## WHAT TO WORK ON
In the data that follows, find the line with "filename crates/dirsync-client/src/ipfs.rs"; transcribe it, every later line up to the one with "HTTP 500 with", and that line as well, exactly and with no others.

========================================================================

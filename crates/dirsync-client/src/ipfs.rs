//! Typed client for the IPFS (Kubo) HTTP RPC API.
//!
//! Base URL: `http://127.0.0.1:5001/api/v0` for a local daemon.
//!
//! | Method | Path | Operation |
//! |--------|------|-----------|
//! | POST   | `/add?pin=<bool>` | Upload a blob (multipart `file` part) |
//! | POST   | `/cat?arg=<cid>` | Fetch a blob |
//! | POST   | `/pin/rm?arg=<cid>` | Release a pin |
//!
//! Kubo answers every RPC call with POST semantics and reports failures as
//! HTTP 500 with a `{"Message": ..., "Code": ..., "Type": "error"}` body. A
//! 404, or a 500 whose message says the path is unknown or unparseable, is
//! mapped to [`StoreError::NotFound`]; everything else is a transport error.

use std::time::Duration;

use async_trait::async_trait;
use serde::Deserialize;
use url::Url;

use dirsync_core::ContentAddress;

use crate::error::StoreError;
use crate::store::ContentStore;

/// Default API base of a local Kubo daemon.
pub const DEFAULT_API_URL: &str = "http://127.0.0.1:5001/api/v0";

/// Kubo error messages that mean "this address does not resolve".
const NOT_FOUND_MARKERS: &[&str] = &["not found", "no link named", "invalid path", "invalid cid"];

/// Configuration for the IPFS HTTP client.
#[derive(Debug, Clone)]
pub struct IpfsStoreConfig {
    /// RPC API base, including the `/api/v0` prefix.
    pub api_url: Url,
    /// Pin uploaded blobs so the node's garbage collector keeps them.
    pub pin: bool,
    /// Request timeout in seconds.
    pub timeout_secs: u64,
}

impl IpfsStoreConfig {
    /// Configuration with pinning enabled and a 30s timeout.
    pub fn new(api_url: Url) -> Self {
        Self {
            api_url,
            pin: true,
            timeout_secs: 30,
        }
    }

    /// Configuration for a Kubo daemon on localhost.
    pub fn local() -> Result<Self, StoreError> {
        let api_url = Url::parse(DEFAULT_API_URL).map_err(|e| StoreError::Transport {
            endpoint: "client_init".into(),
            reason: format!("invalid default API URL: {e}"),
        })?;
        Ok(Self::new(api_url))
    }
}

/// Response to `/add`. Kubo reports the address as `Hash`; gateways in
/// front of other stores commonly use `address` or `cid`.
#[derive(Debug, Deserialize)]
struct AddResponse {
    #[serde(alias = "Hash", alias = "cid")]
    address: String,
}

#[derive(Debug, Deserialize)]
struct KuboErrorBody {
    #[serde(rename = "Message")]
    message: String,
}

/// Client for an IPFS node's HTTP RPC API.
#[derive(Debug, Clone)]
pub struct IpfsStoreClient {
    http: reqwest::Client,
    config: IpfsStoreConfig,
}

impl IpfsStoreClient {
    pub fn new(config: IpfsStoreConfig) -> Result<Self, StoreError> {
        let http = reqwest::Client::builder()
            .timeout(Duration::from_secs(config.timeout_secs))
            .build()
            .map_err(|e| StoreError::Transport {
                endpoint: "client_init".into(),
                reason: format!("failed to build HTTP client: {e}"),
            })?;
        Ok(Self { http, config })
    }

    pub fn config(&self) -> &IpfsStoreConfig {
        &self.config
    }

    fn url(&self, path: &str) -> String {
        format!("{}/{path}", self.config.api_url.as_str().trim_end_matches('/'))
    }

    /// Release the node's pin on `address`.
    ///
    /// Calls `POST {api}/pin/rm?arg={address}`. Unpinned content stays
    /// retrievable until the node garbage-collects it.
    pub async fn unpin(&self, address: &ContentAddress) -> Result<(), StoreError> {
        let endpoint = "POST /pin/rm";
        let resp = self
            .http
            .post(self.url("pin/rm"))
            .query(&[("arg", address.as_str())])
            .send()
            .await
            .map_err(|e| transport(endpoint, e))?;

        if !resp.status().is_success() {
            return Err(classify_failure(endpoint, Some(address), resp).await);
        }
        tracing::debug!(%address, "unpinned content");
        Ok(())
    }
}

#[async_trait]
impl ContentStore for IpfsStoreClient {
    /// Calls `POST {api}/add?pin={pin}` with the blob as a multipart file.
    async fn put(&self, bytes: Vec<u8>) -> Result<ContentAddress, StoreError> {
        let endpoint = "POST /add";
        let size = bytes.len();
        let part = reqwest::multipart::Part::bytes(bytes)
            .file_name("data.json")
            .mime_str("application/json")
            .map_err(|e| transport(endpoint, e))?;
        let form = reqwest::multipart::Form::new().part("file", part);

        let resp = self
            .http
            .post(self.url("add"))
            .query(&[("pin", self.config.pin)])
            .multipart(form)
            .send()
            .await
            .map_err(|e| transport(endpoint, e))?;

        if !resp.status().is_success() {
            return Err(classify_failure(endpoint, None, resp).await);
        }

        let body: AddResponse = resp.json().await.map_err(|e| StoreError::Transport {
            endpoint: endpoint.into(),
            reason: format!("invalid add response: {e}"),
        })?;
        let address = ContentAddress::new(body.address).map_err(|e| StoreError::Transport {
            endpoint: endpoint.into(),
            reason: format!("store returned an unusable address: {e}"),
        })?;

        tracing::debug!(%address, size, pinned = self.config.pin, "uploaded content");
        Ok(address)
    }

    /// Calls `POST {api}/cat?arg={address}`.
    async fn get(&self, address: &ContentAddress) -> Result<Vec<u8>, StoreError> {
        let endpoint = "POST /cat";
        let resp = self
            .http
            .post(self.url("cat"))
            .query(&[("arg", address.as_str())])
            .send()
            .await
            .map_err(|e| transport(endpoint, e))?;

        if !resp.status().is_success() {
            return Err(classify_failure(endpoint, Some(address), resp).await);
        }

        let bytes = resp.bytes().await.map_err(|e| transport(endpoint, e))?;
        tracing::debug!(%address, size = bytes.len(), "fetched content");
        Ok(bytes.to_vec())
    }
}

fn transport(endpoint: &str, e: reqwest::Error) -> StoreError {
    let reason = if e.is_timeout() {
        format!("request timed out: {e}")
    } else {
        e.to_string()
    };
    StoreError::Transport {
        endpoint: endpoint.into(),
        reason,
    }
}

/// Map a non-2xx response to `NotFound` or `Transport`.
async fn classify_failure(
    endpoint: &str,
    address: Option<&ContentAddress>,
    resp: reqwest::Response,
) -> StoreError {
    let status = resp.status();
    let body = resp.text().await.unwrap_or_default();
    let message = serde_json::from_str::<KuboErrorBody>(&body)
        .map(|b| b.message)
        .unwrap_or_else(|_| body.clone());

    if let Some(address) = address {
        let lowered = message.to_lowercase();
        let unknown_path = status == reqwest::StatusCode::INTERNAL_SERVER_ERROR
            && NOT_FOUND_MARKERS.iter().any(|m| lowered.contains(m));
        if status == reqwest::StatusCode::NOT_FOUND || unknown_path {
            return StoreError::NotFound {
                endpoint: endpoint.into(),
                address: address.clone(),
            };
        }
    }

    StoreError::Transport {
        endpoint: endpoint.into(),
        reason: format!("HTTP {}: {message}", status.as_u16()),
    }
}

========================================================================

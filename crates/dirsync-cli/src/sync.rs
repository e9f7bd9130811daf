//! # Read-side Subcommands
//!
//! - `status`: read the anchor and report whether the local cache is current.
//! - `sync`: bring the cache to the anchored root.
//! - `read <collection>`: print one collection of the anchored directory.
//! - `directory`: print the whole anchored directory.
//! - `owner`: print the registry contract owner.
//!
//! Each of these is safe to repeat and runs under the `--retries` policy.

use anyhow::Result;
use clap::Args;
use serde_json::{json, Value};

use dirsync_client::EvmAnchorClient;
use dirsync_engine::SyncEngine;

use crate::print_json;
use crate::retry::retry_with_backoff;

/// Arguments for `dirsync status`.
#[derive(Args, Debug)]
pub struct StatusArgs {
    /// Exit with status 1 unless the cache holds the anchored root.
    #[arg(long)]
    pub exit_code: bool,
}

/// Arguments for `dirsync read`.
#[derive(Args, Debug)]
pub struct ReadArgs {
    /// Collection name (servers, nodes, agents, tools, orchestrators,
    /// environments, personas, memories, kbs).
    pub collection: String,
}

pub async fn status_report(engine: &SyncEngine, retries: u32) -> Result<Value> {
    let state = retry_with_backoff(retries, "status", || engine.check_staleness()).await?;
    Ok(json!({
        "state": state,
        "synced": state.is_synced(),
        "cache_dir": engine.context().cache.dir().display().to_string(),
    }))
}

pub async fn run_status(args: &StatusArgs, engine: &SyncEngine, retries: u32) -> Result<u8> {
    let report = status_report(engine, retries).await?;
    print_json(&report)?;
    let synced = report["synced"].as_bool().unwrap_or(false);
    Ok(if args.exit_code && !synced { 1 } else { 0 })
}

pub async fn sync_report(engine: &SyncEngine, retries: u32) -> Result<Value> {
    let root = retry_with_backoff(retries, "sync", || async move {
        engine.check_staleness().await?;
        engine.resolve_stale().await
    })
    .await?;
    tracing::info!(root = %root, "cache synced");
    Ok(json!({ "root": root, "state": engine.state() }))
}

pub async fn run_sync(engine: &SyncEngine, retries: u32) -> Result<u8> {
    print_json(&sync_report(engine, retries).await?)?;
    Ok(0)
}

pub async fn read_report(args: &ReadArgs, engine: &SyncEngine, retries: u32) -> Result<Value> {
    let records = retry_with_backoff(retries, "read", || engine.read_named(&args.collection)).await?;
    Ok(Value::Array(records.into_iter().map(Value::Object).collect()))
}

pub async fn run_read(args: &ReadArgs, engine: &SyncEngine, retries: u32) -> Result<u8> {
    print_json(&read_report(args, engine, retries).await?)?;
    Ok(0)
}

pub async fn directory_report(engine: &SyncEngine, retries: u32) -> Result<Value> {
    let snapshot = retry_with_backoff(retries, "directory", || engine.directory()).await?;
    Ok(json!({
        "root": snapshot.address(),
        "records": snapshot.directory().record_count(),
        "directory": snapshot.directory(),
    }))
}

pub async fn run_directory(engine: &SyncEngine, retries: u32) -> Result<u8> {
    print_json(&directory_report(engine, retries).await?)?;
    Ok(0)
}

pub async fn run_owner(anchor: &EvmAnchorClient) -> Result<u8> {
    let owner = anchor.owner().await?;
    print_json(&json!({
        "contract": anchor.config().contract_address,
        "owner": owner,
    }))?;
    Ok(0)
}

========================================================================

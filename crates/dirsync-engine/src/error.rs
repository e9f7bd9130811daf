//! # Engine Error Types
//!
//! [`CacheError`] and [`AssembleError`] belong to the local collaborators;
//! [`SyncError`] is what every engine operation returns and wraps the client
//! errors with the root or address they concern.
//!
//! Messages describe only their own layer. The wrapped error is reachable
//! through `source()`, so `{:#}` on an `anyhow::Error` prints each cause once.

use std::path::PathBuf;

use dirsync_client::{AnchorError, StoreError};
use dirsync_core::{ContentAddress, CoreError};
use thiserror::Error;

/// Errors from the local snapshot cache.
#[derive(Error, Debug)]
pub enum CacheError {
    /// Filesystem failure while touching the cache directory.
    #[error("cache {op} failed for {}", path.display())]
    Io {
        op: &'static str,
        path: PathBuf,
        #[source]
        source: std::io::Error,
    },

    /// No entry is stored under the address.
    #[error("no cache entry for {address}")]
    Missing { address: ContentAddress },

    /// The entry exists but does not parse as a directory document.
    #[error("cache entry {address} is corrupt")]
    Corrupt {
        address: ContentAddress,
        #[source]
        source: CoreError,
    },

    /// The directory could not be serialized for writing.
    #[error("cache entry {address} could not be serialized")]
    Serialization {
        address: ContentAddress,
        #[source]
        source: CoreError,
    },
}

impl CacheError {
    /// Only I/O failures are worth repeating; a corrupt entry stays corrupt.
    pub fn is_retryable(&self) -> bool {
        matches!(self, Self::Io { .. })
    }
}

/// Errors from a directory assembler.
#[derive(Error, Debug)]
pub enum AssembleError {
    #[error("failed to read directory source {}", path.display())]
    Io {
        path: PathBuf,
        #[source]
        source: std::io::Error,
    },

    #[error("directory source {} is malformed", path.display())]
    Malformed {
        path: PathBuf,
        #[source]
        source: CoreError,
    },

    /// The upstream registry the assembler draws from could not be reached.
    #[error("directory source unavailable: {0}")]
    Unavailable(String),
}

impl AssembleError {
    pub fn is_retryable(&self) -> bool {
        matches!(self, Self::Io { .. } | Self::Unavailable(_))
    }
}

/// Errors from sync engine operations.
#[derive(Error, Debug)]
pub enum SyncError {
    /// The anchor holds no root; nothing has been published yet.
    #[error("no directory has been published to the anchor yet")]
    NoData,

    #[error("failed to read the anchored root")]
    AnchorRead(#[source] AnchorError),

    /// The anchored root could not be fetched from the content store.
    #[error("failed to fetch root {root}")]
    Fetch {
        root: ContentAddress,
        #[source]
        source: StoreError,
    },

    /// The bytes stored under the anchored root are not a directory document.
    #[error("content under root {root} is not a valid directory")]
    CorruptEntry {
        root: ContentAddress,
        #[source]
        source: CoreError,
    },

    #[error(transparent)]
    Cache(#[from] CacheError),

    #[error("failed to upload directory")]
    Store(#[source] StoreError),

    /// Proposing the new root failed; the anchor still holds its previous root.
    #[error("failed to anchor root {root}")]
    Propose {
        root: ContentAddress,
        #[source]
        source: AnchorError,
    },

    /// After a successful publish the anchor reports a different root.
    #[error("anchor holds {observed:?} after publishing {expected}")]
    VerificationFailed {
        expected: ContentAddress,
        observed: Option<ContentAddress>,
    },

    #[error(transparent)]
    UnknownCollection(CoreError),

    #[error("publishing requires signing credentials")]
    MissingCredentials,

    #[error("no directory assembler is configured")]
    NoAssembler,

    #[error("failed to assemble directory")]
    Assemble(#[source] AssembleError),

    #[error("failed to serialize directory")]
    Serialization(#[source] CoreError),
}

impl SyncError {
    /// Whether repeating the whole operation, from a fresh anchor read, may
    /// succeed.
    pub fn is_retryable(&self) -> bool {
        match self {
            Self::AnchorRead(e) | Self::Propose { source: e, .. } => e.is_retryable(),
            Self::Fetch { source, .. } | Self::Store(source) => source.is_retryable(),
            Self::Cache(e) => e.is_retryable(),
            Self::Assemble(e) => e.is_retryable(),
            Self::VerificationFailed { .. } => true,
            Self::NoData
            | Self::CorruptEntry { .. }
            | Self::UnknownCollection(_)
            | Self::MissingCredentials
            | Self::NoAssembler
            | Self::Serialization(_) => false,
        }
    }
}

========================================================================

## EXERCISE ANSWER
filename crates/dirsync-client/src/ipfs.rs
//! Typed client for the IPFS (Kubo) HTTP RPC API.
//!
//! Base URL: `http://127.0.0.1:5001/api/v0` for a local daemon.
//!
//! | Method | Path | Operation |
//! |--------|------|-----------|
//! | POST   | `/add?pin=<bool>` | Upload a blob (multipart `file` part) |
//! | POST   | `/cat?arg=<cid>` | Fetch a blob |
//! | POST   | `/pin/rm?arg=<cid>` | Release a pin |
//!
//! Kubo answers every RPC call with POST semantics and reports failures as
//! HTTP 500 with a `{"Message": ..., "Code": ..., "Type": "error"}` body. A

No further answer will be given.